Nous combattrons sans répit les inégalités et les obstacles qui éloignent l’enfant et l’adulte de la culture. Le premier de nos « grands travaux », c’est l’éducation artistique. A l’Education nationale, il appartiendra d’assurer enfin la connaissance et la pratique des arts dans le socle commun. Je propose l’adaptation des rythmes scolaires : dans ce cadre, il devient possible d’allouer le temps nécessaire aux découvertes artistiques. Aux établissements culturels et aux artistes, reviendra la responsabilité directe d’une mission d’accueil et d’action culturelle intense. Aux collectivités et à l’Etat, il incombera de favoriser le temps des projets, avec les artistes, les enseignants et les médiateurs. Dès 2012, nous montrerons la voie : chaque enfant de France pourra se rendre deux fois par an dans un musée, un atelier, au concert ou dans un lieu de spectacle de danse ou de théâtre.
Une politique culturelle digne de ce nom ne se contente pas de réparer, elle prépare l’avenir. Le numérique est « notre » révolution culturelle. Une telle révolution ne se combat pas avec des lois répressives et inefficaces, elle nous invite à libérer un potentiel de création, de diffusion et de partage sans précédent. Réussir cette transformation exige d’innover, de construire avec tous de nouvelles règles, une intervention publique adaptée pour faire émerger les nouveaux modèles de production et de distribution, pour moderniser nos lois, sans jamais renoncer à soutenir les artistes et leurs droits que bafouent ceux qui s’enrichissent en pillant leurs créations.
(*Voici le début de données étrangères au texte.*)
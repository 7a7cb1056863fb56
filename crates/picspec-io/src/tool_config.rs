//! Configuration file for the external spectrum/velocity-distribution tool.
//!
//! The tool reads a `key = value` text file. Only writing is supported; the
//! format is an output contract.

use std::io::{self, Write};

use serde::{Deserialize, Serialize};

/// Parameters handed to the external spectrum executable.
#[derive(Debug, Clone, PartialEq, Serialize, Deserialize)]
pub struct SpectrumToolConfig {
    /// Number of energy bins of the spectrum.
    #[serde(default = "default_nbins")]
    pub nbins: usize,
    #[serde(default = "default_emax")]
    pub emax: f64,
    #[serde(default = "default_emin")]
    pub emin: f64,
    /// Box centre in de.
    pub center: [f64; 3],
    /// Box size in cells.
    pub sizes: [i64; 3],
    /// Number of velocity bins of the distributions.
    pub nbins_vdist: usize,
    pub vmax: f64,
    pub vmin: f64,
    pub tframe: u32,
}

fn default_nbins() -> usize {
    600
}
fn default_emax() -> f64 {
    100.0
}
fn default_emin() -> f64 {
    0.0001
}

impl SpectrumToolConfig {
    pub fn new(center: [f64; 3], sizes: [i64; 3], nbins_vdist: usize, vmin: f64, vmax: f64, tframe: u32) -> Self {
        Self {
            nbins: default_nbins(),
            emax: default_emax(),
            emin: default_emin(),
            center,
            sizes,
            nbins_vdist,
            vmax,
            vmin,
            tframe,
        }
    }

    pub fn write_to<W: Write>(&self, mut w: W) -> io::Result<()> {
        writeln!(w, "***** Configuration file for velocity distribution *****")?;
        writeln!(w)?;
        writeln!(w, "nbins = {}", self.nbins)?;
        writeln!(w, "emax = {:?}", self.emax)?;
        writeln!(w, "emin = {:?}", self.emin)?;
        writeln!(w, "xc/de = {:6.2}", self.center[0])?;
        writeln!(w, "yc/de = {:6.2}", self.center[1])?;
        writeln!(w, "zc/de = {:6.2}", self.center[2])?;
        writeln!(w, "xsize = {}", self.sizes[0])?;
        writeln!(w, "ysize = {}", self.sizes[1])?;
        writeln!(w, "zsize = {}", self.sizes[2])?;
        writeln!(w, "nbins_vdist = {}", self.nbins_vdist)?;
        writeln!(w, "vmax = {:6.2}", self.vmax)?;
        writeln!(w, "vmin = {:6.2}", self.vmin)?;
        writeln!(w, "tframe = {}", self.tframe)?;
        Ok(())
    }
}

#[cfg(test)]
mod tests {
    use super::*;

    #[test]
    fn test_written_format() {
        let config = SpectrumToolConfig::new([50.0, 0.5, -12.25], [24, 1, 48], 100, 0.0, 1.5, 7);
        let mut buf = Vec::new();
        config.write_to(&mut buf).unwrap();
        let text = String::from_utf8(buf).unwrap();
        let expected = "\
***** Configuration file for velocity distribution *****

nbins = 600
emax = 100.0
emin = 0.0001
xc/de =  50.00
yc/de =   0.50
zc/de = -12.25
xsize = 24
ysize = 1
zsize = 48
nbins_vdist = 100
vmax =   1.50
vmin =   0.00
tframe = 7
";
        assert_eq!(text, expected);
    }
}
Pour entrer dans ces temps nouveaux, nous devons à la fois assurer le financement durable de la création musicale, cinématographique, ainsi que du livre, et garantir une rémunération équitablement répartie entre les auteurs et les artistes. Nous le ferons en mobilisant une part substantielle de la richesse créée sur les réseaux numériques, souvent sans bénéfice pour la culture et ses nombreux métiers, et par une contribution modeste et forfaitaire de chacun d’entre nous à la création.
L’art et la culture sont pour la société la plus grande force d’émancipation et le meilleur ferment de résistance ou de critique, mais aussi d’émotions, dans la vie comme dans la ville. Pour cela, les créateurs ont été si souvent à la fois flattés, méprisés, ou menacés. La création tend à chaque génération son miroir, elle en inscrit aussi la trace. Il ne tient qu’à nous de bâtir ensemble le patrimoine de demain. Je le vérifie chaque année à Avignon où se prolongent le théâtre populaire de Vilar, et son idée de l’art : « une certaine façon de mettre en ordre ou en désordre la nature ».